And speaking of obviously, the Tories had a pretty good night, too – except for their continued electoral irrelevance in Montreal – and the Bloc had a pretty bad one (although they can still turn to one another and wistfully say “we’ll always have Saint-Hyacinthe”)
NDP candidate Thomas Mulcair’s victory in Outremont seemed to come largely by taking votes from the Bloc – not bad for an anglo running in a largely francophone riding (which happens to be right next door to Gilles Duceppe’s riding, it should be noted). The trend for the NDP in Quebec seems to be that once every 17 years, a star anglo candidate will take a francophone riding in a by-election. Keep your eyes open for any riding vacancies in 2024.

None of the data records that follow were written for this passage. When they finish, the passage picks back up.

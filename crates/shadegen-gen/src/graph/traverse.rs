//! Upstream traversal with cycle detection.

use std::collections::HashSet;

use super::port::{NodeId, Sink, Source};
use super::ShaderGraph;
use crate::error::{GenError, Result};

/// One connection visited by an upstream traversal.
#[derive(Debug, Clone, Copy, PartialEq, Eq)]
pub struct Edge {
    pub upstream: Source,
    pub downstream: Sink,
}

struct Frame {
    node: NodeId,
    next_input: usize,
}

/// Depth-first iterator over the edges upstream of a sink.
///
/// Every connection reachable upstream of the start is yielded. A node
/// reached again while it is still on the current path is a cycle: the
/// iterator yields [`GenError::FoundCycle`] with the path and stops. Nodes
/// already fully explored through another path are not descended into
/// again.
pub struct UpstreamEdges<'g> {
    graph: &'g ShaderGraph,
    start: Option<Sink>,
    stack: Vec<Frame>,
    on_path: HashSet<NodeId>,
    explored: HashSet<NodeId>,
    failed: bool,
}

impl<'g> UpstreamEdges<'g> {
    pub fn new(graph: &'g ShaderGraph, start: Sink) -> Self {
        Self {
            graph,
            start: Some(start),
            stack: Vec::new(),
            on_path: HashSet::new(),
            explored: HashSet::new(),
            failed: false,
        }
    }

    fn cycle_path(&self, repeated: NodeId) -> Vec<String> {
        let name = |id: NodeId| {
            self.graph
                .node(id)
                .map_or_else(|_| id.to_string(), |n| n.name.clone())
        };
        let first = self
            .stack
            .iter()
            .position(|f| f.node == repeated)
            .unwrap_or(0);
        let mut path: Vec<String> = self.stack[first..].iter().map(|f| name(f.node)).collect();
        path.push(name(repeated));
        path
    }

    /// Record the edge and descend into its upstream node if needed.
    fn visit(&mut self, edge: Edge) -> Result<Edge> {
        if let Source::Node { node, .. } = edge.upstream {
            if self.on_path.contains(&node) {
                self.failed = true;
                return Err(GenError::FoundCycle {
                    path: self.cycle_path(node),
                });
            }
            if !self.explored.contains(&node) {
                self.on_path.insert(node);
                self.stack.push(Frame { node, next_input: 0 });
            }
        }
        Ok(edge)
    }
}

impl Iterator for UpstreamEdges<'_> {
    type Item = Result<Edge>;

    fn next(&mut self) -> Option<Self::Item> {
        if self.failed {
            return None;
        }
        if let Some(start) = self.start.take() {
            let source = match self.graph.sink_port(start) {
                Ok(port) => port.connection,
                Err(e) => {
                    self.failed = true;
                    return Some(Err(e));
                }
            };
            if let Some(upstream) = source {
                return Some(self.visit(Edge {
                    upstream,
                    downstream: start,
                }));
            }
            return None;
        }

        let graph = self.graph;
        loop {
            let frame = self.stack.last_mut()?;
            let node_id = frame.node;
            let inputs = match graph.node(node_id) {
                Ok(node) => &node.inputs,
                Err(e) => {
                    self.failed = true;
                    return Some(Err(e));
                }
            };
            let next = inputs
                .iter()
                .enumerate()
                .skip(frame.next_input)
                .find_map(|(i, port)| port.connection.map(|c| (i, c)));
            match next {
                Some((index, upstream)) => {
                    frame.next_input = index + 1;
                    let edge = Edge {
                        upstream,
                        downstream: Sink::Node {
                            node: node_id,
                            input: index,
                        },
                    };
                    return Some(self.visit(edge));
                }
                None => {
                    self.stack.pop();
                    self.on_path.remove(&node_id);
                    self.explored.insert(node_id);
                }
            }
        }
    }
}

impl ShaderGraph {
    pub fn upstream_edges(&self, start: Sink) -> UpstreamEdges<'_> {
        UpstreamEdges::new(self, start)
    }

    /// Nodes upstream of `start`, failing on a cycle.
    pub fn upstream_nodes(&self, start: Sink) -> Result<Vec<NodeId>> {
        let mut nodes = Vec::new();
        for edge in self.upstream_edges(start) {
            if let Source::Node { node, .. } = edge?.upstream {
                if !nodes.contains(&node) {
                    nodes.push(node);
                }
            }
        }
        Ok(nodes)
    }

    /// Traverse upstream of every output socket, failing on the first cycle.
    pub fn validate_acyclic(&self) -> Result<()> {
        for index in 0..self.output_sockets().len() {
            for edge in self.upstream_edges(Sink::Socket(index)) {
                edge?;
            }
        }
        Ok(())
    }

    /// Path of a cycle running through the inputs of `start`, if any.
    pub(crate) fn find_cycle(&self, start: NodeId) -> Option<Vec<String>> {
        let node = self.node(start).ok()?;
        for input in 0..node.inputs.len() {
            for edge in self.upstream_edges(Sink::Node { node: start, input }) {
                if let Err(GenError::FoundCycle { path }) = edge {
                    return Some(path);
                }
            }
        }
        None
    }
}

#[cfg(test)]
mod tests {
    use super::*;
    use crate::graph::node::tests_support::make_node;
    use crate::graph::{GraphId, GraphKind, ShaderPort};
    use shadegen_core::Type;

    fn make_diamond() -> (ShaderGraph, [NodeId; 4]) {
        let mut graph = ShaderGraph::new(GraphId(0), "diamond", GraphKind::Root);
        let a = graph.add_node(make_node("a", &["in"], Type::Float)).unwrap();
        let b = graph.add_node(make_node("b", &["in"], Type::Float)).unwrap();
        let c = graph.add_node(make_node("c", &["in"], Type::Float)).unwrap();
        let d = graph.add_node(make_node("d", &["in1", "in2"], Type::Float)).unwrap();
        graph.add_output_socket(ShaderPort::new("out", Type::Float)).unwrap();
        let out = |node| Source::Node { node, output: 0 };
        graph.connect(out(a), Sink::Node { node: b, input: 0 }).unwrap();
        graph.connect(out(a), Sink::Node { node: c, input: 0 }).unwrap();
        graph.connect(out(b), Sink::Node { node: d, input: 0 }).unwrap();
        graph.connect(out(c), Sink::Node { node: d, input: 1 }).unwrap();
        graph.connect(out(d), Sink::Socket(0)).unwrap();
        (graph, [a, b, c, d])
    }

    #[test]
    fn diamond_is_acyclic() {
        let (graph, [a, b, c, d]) = make_diamond();
        graph.validate_acyclic().unwrap();
        let upstream = graph.upstream_nodes(Sink::Socket(0)).unwrap();
        assert_eq!(upstream, vec![d, b, a, c]);
    }

    #[test]
    fn edges_are_depth_first() {
        let (graph, [a, b, _, d]) = make_diamond();
        let edges: Vec<Edge> = graph
            .upstream_edges(Sink::Socket(0))
            .collect::<Result<_>>()
            .unwrap();
        assert_eq!(edges.len(), 5);
        assert_eq!(edges[0].upstream, Source::Node { node: d, output: 0 });
        assert_eq!(edges[1].downstream, Sink::Node { node: d, input: 0 });
        assert_eq!(edges[2].upstream, Source::Node { node: a, output: 0 });
        assert_eq!(edges[2].downstream, Sink::Node { node: b, input: 0 });
    }

    #[test]
    fn back_edge_is_a_cycle() {
        let (mut graph, [a, _, c, _]) = make_diamond();
        let extra = graph.add_node(make_node("e", &["in"], Type::Float)).unwrap();
        graph
            .connect(Source::Node { node: c, output: 0 }, Sink::Node { node: extra, input: 0 })
            .unwrap();
        graph
            .connect(Source::Node { node: extra, output: 0 }, Sink::Node { node: a, input: 0 })
            .unwrap();
        let err = graph.validate_acyclic().unwrap_err();
        match err {
            GenError::FoundCycle { path } => {
                assert_eq!(path.first(), path.last());
                assert!(path.contains(&"e".to_string()));
            }
            other => panic!("expected a cycle, got {other}"),
        }
    }
}
//! Shader nodes, their classification and conditional scope.

use std::collections::BTreeSet;
use std::sync::Arc;

use shadegen_core::{NodeDef, PortDecl, Type, Value};

use super::port::{NodeId, ShaderPort};
use crate::context::ClosureKind;
use crate::error::Result;
use crate::nodes::ShaderNodeImpl;

bitflags::bitflags! {
    /// What a node computes, used to order emission and handle closures.
    #[derive(Debug, Clone, Copy, PartialEq, Eq, Hash)]
    pub struct Classification: u32 {
        /// Computes a plain value.
        const TEXTURE = 1 << 0;
        /// Computes a BSDF, EDF or VDF.
        const CLOSURE = 1 << 1;
        /// Computes a shader.
        const SHADER = 1 << 2;
        /// Samples a texture file.
        const FILETEXTURE = 1 << 3;
        /// Selects between inputs at runtime.
        const CONDITIONAL = 1 << 4;
        const CONSTANT = 1 << 5;
        const BSDF = 1 << 6;
        /// BSDF with reflection only.
        const BSDF_R = 1 << 7;
        /// BSDF with transmission only.
        const BSDF_T = 1 << 8;
        const EDF = 1 << 9;
        const VDF = 1 << 10;
        const SURFACE = 1 << 11;
        const VOLUME = 1 << 12;
        const LIGHT = 1 << 13;
        /// Two-way conditional with branches on inputs 2 and 3.
        const IFELSE = 1 << 14;
        /// N-way conditional selected by `which`.
        const SWITCH = 1 << 15;
        const SAMPLE2D = 1 << 16;
        const SAMPLE3D = 1 << 17;
        const CONVOLUTION2D = 1 << 18;
        const COLORSPACE_TRANSFORM = 1 << 19;
        /// Pass-through node.
        const DOT = 1 << 20;
        /// Never bypassed by optimization.
        const DO_NOT_OPTIMIZE = 1 << 21;
    }
}

const IFELSE_CATEGORIES: &[&str] = &["compare", "ifgreater", "ifgreatereq", "ifequal"];

impl Classification {
    /// Classify a node from its definition.
    pub fn from_nodedef(nodedef: &NodeDef) -> Self {
        let mut class = match nodedef.output_type() {
            Type::Bsdf => {
                let mut c = Classification::CLOSURE | Classification::BSDF;
                match nodedef.bsdf.as_deref() {
                    Some("R") => c |= Classification::BSDF_R,
                    Some("T") => c |= Classification::BSDF_T,
                    _ => {}
                }
                c
            }
            Type::Edf => Classification::CLOSURE | Classification::EDF,
            Type::Vdf => Classification::CLOSURE | Classification::VDF,
            Type::SurfaceShader | Type::Material => Classification::SHADER | Classification::SURFACE,
            Type::VolumeShader => Classification::SHADER | Classification::VOLUME,
            Type::LightShader => Classification::SHADER | Classification::LIGHT,
            Type::DisplacementShader => Classification::SHADER,
            _ => Classification::TEXTURE,
        };

        let category = nodedef.node.as_str();
        if category == "constant" {
            class |= Classification::CONSTANT;
        } else if category == "dot" {
            class |= Classification::DOT;
        } else if IFELSE_CATEGORIES.contains(&category) {
            class |= Classification::CONDITIONAL | Classification::IFELSE;
        } else if category == "switch" {
            class |= Classification::CONDITIONAL | Classification::SWITCH;
        }

        match nodedef.nodegroup.as_deref() {
            Some("texture2d") | Some("procedural2d") => class |= Classification::SAMPLE2D,
            Some("texture3d") | Some("procedural3d") => class |= Classification::SAMPLE3D,
            Some("convolution2d") => class |= Classification::CONVOLUTION2D,
            Some("colortransform") => class |= Classification::COLORSPACE_TRANSFORM,
            _ => {}
        }

        let has_filename = nodedef.inputs.iter().any(|i| i.ty == Type::Filename);
        if category == "image" || (has_filename && class.contains(Classification::SAMPLE2D)) {
            class |= Classification::FILETEXTURE | Classification::SAMPLE2D;
        }
        if has_filename && class.intersects(Classification::CONSTANT | Classification::DOT) {
            class |= Classification::DO_NOT_OPTIMIZE;
        }
        class
    }

    /// Whether a closure of this class takes part in evaluation under
    /// `kind`.
    pub fn supports_closure(self, kind: ClosureKind) -> bool {
        if self.contains(Classification::BSDF) {
            let reflection = !self.contains(Classification::BSDF_T);
            let transmission = !self.contains(Classification::BSDF_R);
            match kind {
                ClosureKind::Reflection | ClosureKind::Indirect => reflection,
                ClosureKind::Transmission => transmission,
                ClosureKind::Emission => false,
            }
        } else if self.contains(Classification::EDF) {
            kind == ClosureKind::Emission
        } else {
            false
        }
    }
}

/// Kind of scope a node is emitted in.
#[derive(Debug, Clone, Copy, PartialEq, Eq, Default)]
pub enum ScopeKind {
    #[default]
    Unknown,
    /// Used unconditionally.
    Global,
    /// Used only by branches of a single conditional node.
    Single,
    /// Used by branches of several conditionals.
    Multiple,
}

/// Which conditional branches use a node.
#[derive(Debug, Clone, Copy, PartialEq, Eq, Default)]
pub struct ScopeInfo {
    pub kind: ScopeKind,
    pub conditional_node: Option<NodeId>,
    /// One bit per conditional input index that uses the node.
    pub condition_bitmask: u32,
    /// Bits of every branch input of the conditional node.
    pub full_condition_mask: u32,
}

impl ScopeInfo {
    pub fn global() -> Self {
        Self {
            kind: ScopeKind::Global,
            ..Self::default()
        }
    }

    /// Narrow this scope on its way through branch input `branch` of a
    /// conditional node.
    pub fn adjust_at_conditional_input(&mut self, conditional: NodeId, branch: usize, full_mask: u32) {
        let all_branches =
            self.kind == ScopeKind::Single && self.condition_bitmask == self.full_condition_mask;
        if self.kind == ScopeKind::Global || all_branches {
            self.kind = ScopeKind::Single;
            self.conditional_node = Some(conditional);
            self.condition_bitmask = 1 << branch;
            self.full_condition_mask = full_mask;
        } else if self.kind == ScopeKind::Single {
            self.kind = ScopeKind::Multiple;
            self.conditional_node = None;
        }
    }

    /// Combine the scope of another use of the same node.
    pub fn merge(&mut self, from: &ScopeInfo) {
        if self.kind == ScopeKind::Unknown || from.kind == ScopeKind::Global {
            *self = *from;
        } else if self.kind == ScopeKind::Global {
            // Already needed everywhere.
        } else if self.kind == ScopeKind::Single
            && from.kind == ScopeKind::Single
            && self.conditional_node == from.conditional_node
        {
            self.condition_bitmask |= from.condition_bitmask;
            if self.condition_bitmask == self.full_condition_mask {
                *self = ScopeInfo::global();
            }
        } else {
            self.kind = ScopeKind::Multiple;
            self.conditional_node = None;
        }
    }

    /// Whether the branch input `branch` of `conditional` is this node's
    /// only use.
    pub fn used_by_branch(&self, conditional: NodeId, branch: usize) -> bool {
        self.kind == ScopeKind::Single
            && self.conditional_node == Some(conditional)
            && self.condition_bitmask == 1 << branch
    }
}

/// A node in a shader graph.
#[derive(Debug, Clone)]
pub struct ShaderNode {
    pub id: NodeId,
    pub name: String,
    /// Node category, e.g. `image`.
    pub category: String,
    /// Name of the nodedef this node instantiates.
    pub nodedef: String,
    pub classification: Classification,
    pub inputs: Vec<ShaderPort>,
    pub outputs: Vec<ShaderPort>,
    pub implementation: Arc<ShaderNodeImpl>,
    pub scope: ScopeInfo,
    /// Closure nodes upstream of this shader node.
    pub used_closures: BTreeSet<NodeId>,
    /// Local holding the result struct of a multi-output call.
    pub result_variable: Option<String>,
}

impl ShaderNode {
    /// Create an unattached node with the ports of `nodedef`. `path` is the
    /// document path of the instance the node comes from.
    pub fn from_nodedef(
        name: &str,
        nodedef: &NodeDef,
        implementation: Arc<ShaderNodeImpl>,
        path: &str,
    ) -> Result<Self> {
        let port = |decl: &PortDecl| port_from_decl(decl, path);
        Ok(Self {
            id: NodeId(0),
            name: name.to_string(),
            category: nodedef.node.clone(),
            nodedef: nodedef.name.clone(),
            classification: Classification::from_nodedef(nodedef),
            inputs: nodedef.inputs.iter().map(port).collect::<Result<_>>()?,
            outputs: nodedef.outputs.iter().map(port).collect::<Result<_>>()?,
            implementation,
            scope: ScopeInfo::default(),
            used_closures: BTreeSet::new(),
            result_variable: None,
        })
    }

    pub fn has_classification(&self, class: Classification) -> bool {
        self.classification.contains(class)
    }

    pub fn input(&self, name: &str) -> Option<&ShaderPort> {
        self.inputs.iter().find(|i| i.name == name)
    }

    pub fn input_index(&self, name: &str) -> Option<usize> {
        self.inputs.iter().position(|i| i.name == name)
    }

    pub fn output(&self, name: &str) -> Option<&ShaderPort> {
        self.outputs.iter().find(|o| o.name == name)
    }

    pub fn output_index(&self, name: &str) -> Option<usize> {
        self.outputs.iter().position(|o| o.name == name)
    }

    /// Whether the node is only used inside branches of one conditional and
    /// is emitted there instead of in the enclosing body.
    pub fn referenced_conditionally(&self) -> bool {
        self.scope.kind == ScopeKind::Single && self.scope.condition_bitmask != 0
    }

    /// Closure context participation for BSDF/EDF nodes.
    pub fn supports_closure(&self, kind: ClosureKind) -> bool {
        self.classification.supports_closure(kind)
    }
}

/// A port carrying the declaration's type, default value and metadata.
pub(crate) fn port_from_decl(decl: &PortDecl, path: &str) -> Result<ShaderPort> {
    let mut port = ShaderPort::new(&decl.name, decl.ty);
    if let Some(text) = &decl.value {
        port.value = Some(Value::parse(decl.ty, text)?);
    }
    port.path = if path.is_empty() {
        decl.name.clone()
    } else {
        format!("{path}/{}", decl.name)
    };
    port.geomprop = decl.defaultgeomprop.clone();
    port.colorspace = decl.colorspace.clone();
    port.unit = decl.unit.clone();
    port.unittype = decl.unittype.clone();
    port.uniform = decl.uniform;
    Ok(port)
}


#[cfg(test)]
mod tests {
    use super::*;
    use shadegen_core::PortDecl;

    fn make_nodedef(node: &str, out: Type) -> NodeDef {
        NodeDef::new(format!("ND_{node}"), node).with_output(PortDecl::new("out", out))
    }

    #[test]
    fn classify_closures() {
        let nd = make_nodedef("diffuse_bsdf", Type::Bsdf).with_bsdf("R");
        let class = Classification::from_nodedef(&nd);
        assert!(class.contains(Classification::CLOSURE | Classification::BSDF | Classification::BSDF_R));
        assert!(!class.contains(Classification::TEXTURE));
    }

    #[test]
    fn classify_textures_and_conditionals() {
        let image = make_nodedef("image", Type::Color3)
            .with_input(PortDecl::new("file", Type::Filename))
            .with_nodegroup("texture2d");
        let class = Classification::from_nodedef(&image);
        assert!(class.contains(Classification::TEXTURE | Classification::FILETEXTURE | Classification::SAMPLE2D));

        let compare = make_nodedef("compare", Type::Float);
        assert!(Classification::from_nodedef(&compare).contains(Classification::IFELSE));

        let dot = make_nodedef("dot", Type::Filename)
            .with_input(PortDecl::new("in", Type::Filename));
        assert!(Classification::from_nodedef(&dot).contains(Classification::DO_NOT_OPTIMIZE));
    }

    #[test]
    fn scope_merge_of_all_branches_becomes_global() {
        let cond = NodeId(7);
        let mut a = ScopeInfo::global();
        a.adjust_at_conditional_input(cond, 2, 0xC);
        let mut b = ScopeInfo::global();
        b.adjust_at_conditional_input(cond, 3, 0xC);
        assert!(a.used_by_branch(cond, 2));

        let mut merged = ScopeInfo::default();
        merged.merge(&a);
        assert_eq!(merged.kind, ScopeKind::Single);
        merged.merge(&b);
        assert_eq!(merged.kind, ScopeKind::Global);
    }

    #[test]
    fn nested_conditionals_become_multiple() {
        let mut scope = ScopeInfo::global();
        scope.adjust_at_conditional_input(NodeId(1), 2, 0xC);
        scope.adjust_at_conditional_input(NodeId(2), 3, 0xC);
        assert_eq!(scope.kind, ScopeKind::Multiple);

        let mut other = ScopeInfo::global();
        other.adjust_at_conditional_input(NodeId(3), 2, 0xC);
        let mut single = ScopeInfo::global();
        single.adjust_at_conditional_input(NodeId(1), 2, 0xC);
        single.merge(&other);
        assert_eq!(single.kind, ScopeKind::Multiple);
    }
}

It’s worth remembering, though, that Phil Edmonston – the only other Quebec NDP MP in history – only sat in Parliament for three years before quitting politics. His seat was taken by the Bloc the first election after he left, and held by them ever since. Mulcair won’t have very long to consolidate his support before he faces the voters again in a general election.
Also worth noting: Last night was a huge tactical victory for Stephen Harper, who has been known to score a tactical victory or two. He decided to call three by-elections in Quebec only, when there are – in fact – four other vacant seats outside of Quebec, each of which the Liberals could have won.
If, instead of being shut out, last night saw the Liberals retain four seats, the headlines this morning would have been different, and the perception that Stéphane Dion screwed up would have been muted.
UPDATE: Andrew Coyne’s take is that the Bloc suffered a worse blow last night than did the Libs.
UPDATE # 2: Kady O’Malley offers advice to both the votelorn and the vote-happy.